> TASK STATEMENT: Among the lines of the records, please find those that contain the word "SchedulerConfig" and copy them.

> INPUT RECORDS:

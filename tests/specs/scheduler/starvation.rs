//! Starvation-freedom: a low-priority task waiting 120 s outranks a freshly
//! arrived medium-priority task.

use hive_core::test_support::TaskBuilder;
use hive_core::{ManualClock, Priority};
use hive_engine::{Scheduler, SchedulerConfig};

const EPOCH: u64 = ManualClock::ORIGIN_EPOCH_MS;

#[test]
fn low_priority_task_overtakes_after_two_minutes() {
    let scheduler = Scheduler::new(SchedulerConfig::default(), ManualClock::new());

    let starved_low = TaskBuilder::new("a:b")
        .id("starved")
        .priority(Priority::Low)
        .created_at_epoch_ms(EPOCH - 120_000)
        .build();
    let fresh_medium = TaskBuilder::new("a:b")
        .id("fresh")
        .priority(Priority::Medium)
        .created_at_epoch_ms(EPOCH)
        .build();

    let low_score = scheduler.score(&starved_low, EPOCH);
    let medium_score = scheduler.score(&fresh_medium, EPOCH);
    assert!(
        low_score > medium_score,
        "after 120s the low task ({low_score}) must outrank fresh medium ({medium_score})"
    );

    let ordered = scheduler.prioritize(vec![fresh_medium, starved_low]);
    assert_eq!(ordered[0].id, "starved");
}

#[test]
fn score_grows_without_bound_while_waiting() {
    // Every low-priority task eventually overtakes any fixed fresh score.
    let clock = ManualClock::new();
    let scheduler = Scheduler::new(SchedulerConfig::default(), clock.clone());
    let task = TaskBuilder::new("a:b")
        .priority(Priority::Low)
        .created_at_epoch_ms(EPOCH)
        .build();

    let mut previous = scheduler.score(&task, EPOCH);
    for minutes in 1..=10 {
        let now = EPOCH + minutes * 60_000;
        let score = scheduler.score(&task, now);
        assert!(score > previous, "score must strictly increase with age");
        previous = score;
    }
}
// SPDX-License-Identifier: BUSL-1.1
// Copyright (c) 2026 Alfred Jean LLC

//! Timeout-bounded execution with exponential backoff.
//!
//! Each attempt runs the worker under the task's deadline. Recoverable
//! failures (including deadline overruns and panics across the worker
//! boundary) are retried with doubling backoff; a non-recoverable failure
//! returns immediately. Backoff sleeps observe cancellation, so a loop stop
//! never waits out a backoff window.

use hive_core::{codes, Agent, Task, TaskError, TaskResult};
use serde::{Deserialize, Serialize};
use std::sync::Arc;
use std::time::Duration;
use tokio_util::sync::CancellationToken;

/// Retry tuning: attempt count and initial backoff.
#[derive(Debug, Clone, Copy, Serialize, Deserialize)]
#[serde(default)]
pub struct RetryPolicy {
    pub attempts: u32,
    pub initial_backoff_ms: u64,
}

impl Default for RetryPolicy {
    fn default() -> Self {
        Self {
            attempts: 3,
            initial_backoff_ms: 1000,
        }
    }
}

/// Outcome of a single bounded attempt.
enum Attempt {
    Done(TaskResult),
    Cancelled,
}

impl RetryPolicy {
    /// Run `task` on `agent` under this policy.
    ///
    /// The worker's `execute` is called at most `attempts` times. The
    /// returned result's `execution_time_ms` counts time inside attempts
    /// only, never inter-attempt backoff.
    pub async fn execute(
        &self,
        agent: Arc<dyn Agent>,
        task: &Task,
        cancel: &CancellationToken,
    ) -> TaskResult {
        let mut backoff_ms = self.initial_backoff_ms;
        let mut executing_ms: u64 = 0;
        let mut last_error: Option<TaskError> = None;

        for attempt in 1..=self.attempts.max(1) {
            if cancel.is_cancelled() {
                return cancelled_result(executing_ms);
            }

            let attempt_start = std::time::Instant::now();
            let outcome = run_attempt(Arc::clone(&agent), task, cancel).await;
            executing_ms += attempt_start.elapsed().as_millis() as u64;

            let result = match outcome {
                Attempt::Cancelled => return cancelled_result(executing_ms),
                Attempt::Done(result) => result,
            };

            if result.success || !result.is_recoverable() {
                return result.with_execution_time_ms(executing_ms);
            }

            let retry_after_ms = result.error.as_ref().and_then(|e| e.retry_after_ms);
            last_error = result.error;

            if attempt < self.attempts {
                tracing::warn!(
                    task_id = %task.id,
                    attempt,
                    backoff_ms,
                    error = %last_error.as_ref().map(|e| e.code.as_str()).unwrap_or("unknown"),
                    "attempt failed, backing off"
                );
                let sleep_ms = backoff_ms.max(retry_after_ms.unwrap_or(0));
                tokio::select! {
                    _ = cancel.cancelled() => return cancelled_result(executing_ms),
                    _ = tokio::time::sleep(Duration::from_millis(sleep_ms)) => {}
                }
                backoff_ms *= 2;
            }
        }

        let last_message = last_error
            .map(|e| e.to_string())
            .unwrap_or_else(|| "unknown error".to_string());
        TaskResult::err(TaskError::fatal(
            codes::RETRY_EXHAUSTED,
            format!(
                "failed after {} attempts: {}",
                self.attempts.max(1),
                last_message
            ),
        ))
        .with_execution_time_ms(executing_ms)
    }
}

/// One attempt: the worker call, bounded by the task deadline and the
/// cancellation token. Runs on its own tokio task so a panicking worker
/// surfaces as `DISPATCH_ERROR` instead of unwinding the loop.
async fn run_attempt(agent: Arc<dyn Agent>, task: &Task, cancel: &CancellationToken) -> Attempt {
    let timeout = Duration::from_millis(task.timeout_ms);
    let owned_task = task.clone();
    let handle = tokio::spawn(async move { agent.execute(&owned_task).await });
    let abort = handle.abort_handle();

    tokio::select! {
        _ = cancel.cancelled() => {
            abort.abort();
            Attempt::Cancelled
        }
        joined = tokio::time::timeout(timeout, handle) => match joined {
            Ok(Ok(result)) => Attempt::Done(result),
            Ok(Err(_join_error)) => Attempt::Done(TaskResult::err(TaskError::recoverable(
                codes::DISPATCH_ERROR,
                "worker panicked during execute",
            ))),
            Err(_elapsed) => {
                abort.abort();
                Attempt::Done(TaskResult::err(TaskError::recoverable(
                    codes::TIMEOUT,
                    format!("task timed out after {}ms", task.timeout_ms),
                )))
            }
        }
    }
}

fn cancelled_result(executing_ms: u64) -> TaskResult {
    TaskResult::err(TaskError::fatal(
        codes::EXECUTION_ERROR,
        "execution cancelled",
    ))
    .with_execution_time_ms(executing_ms)
}

#[cfg(test)]
#[path = "retry_tests.rs"]
mod tests;
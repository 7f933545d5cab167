//! Event ordering: `task:started` always precedes the terminal event for the
//! same task id, and per-task status transitions follow the state machine.

use crate::prelude::*;
use hive_core::test_support::{StubAgent, TaskBuilder};
use hive_core::{Agent, TaskStatus};
use hive_engine::topics;
use std::collections::HashMap;
use std::sync::Arc;

#[tokio::test]
async fn started_precedes_terminal_for_every_task() {
    let dir = tempfile::tempdir().unwrap();
    let (orch, bus) = orchestrator(dir.path());
    let mut events = topic_channel(&bus, "task:*");
    let mut cycles = topic_channel(&bus, topics::LOOP_CYCLE);

    let agent = Arc::new(StubAgent::new("w", &["a:b"]));
    orch.register_agent(agent as Arc<dyn Agent>).await.unwrap();

    for i in 0..4 {
        orch.enqueue_task(&TaskBuilder::new("a:b").id(format!("t{}", i)).build())
            .await
            .unwrap();
    }

    orch.start().await.unwrap();
    while orch.state().completed_total < 4 {
        wait_for(&mut cycles, |_, d| d["action"] == "cycleComplete").await;
    }
    orch.stop().await.unwrap();

    // Replay observed events per task id
    let mut order: HashMap<String, Vec<String>> = HashMap::new();
    while let Ok((topic, data)) = events.try_recv() {
        if topic == topics::TASK_QUEUED {
            continue;
        }
        if let Some(task_id) = data["taskId"].as_str() {
            order.entry(task_id.to_string()).or_default().push(topic);
        }
    }

    assert_eq!(order.len(), 4);
    for (task_id, topics_seen) in order {
        assert_eq!(
            topics_seen.first().map(String::as_str),
            Some("task:started"),
            "{task_id}: started must come first"
        );
        assert!(
            topics_seen[1..]
                .iter()
                .all(|t| t == "task:completed" || t == "task:failed"),
            "{task_id}: only terminal events may follow"
        );
    }
}

#[test]
fn observed_status_sequences_are_state_machine_paths() {
    // The folder-addressed lifecycle: created → queued → dispatched →
    // executing → completed
    let happy = [
        TaskStatus::Created,
        TaskStatus::Queued,
        TaskStatus::Dispatched,
        TaskStatus::Executing,
        TaskStatus::Completed,
    ];
    for pair in happy.windows(2) {
        assert!(pair[0].can_transition(pair[1]), "{:?} → {:?}", pair[0], pair[1]);
    }

    // The approval detour
    let approval = [
        TaskStatus::Queued,
        TaskStatus::AwaitingApproval,
        TaskStatus::Approved,
        TaskStatus::Executing,
        TaskStatus::Failed,
    ];
    for pair in approval.windows(2) {
        assert!(pair[0].can_transition(pair[1]), "{:?} → {:?}", pair[0], pair[1]);
    }
}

> ANSWER TO THE PROBLEM:
use hive_engine::{Scheduler, SchedulerConfig};
    let scheduler = Scheduler::new(SchedulerConfig::default(), ManualClock::new());
    let scheduler = Scheduler::new(SchedulerConfig::default(), clock.clone());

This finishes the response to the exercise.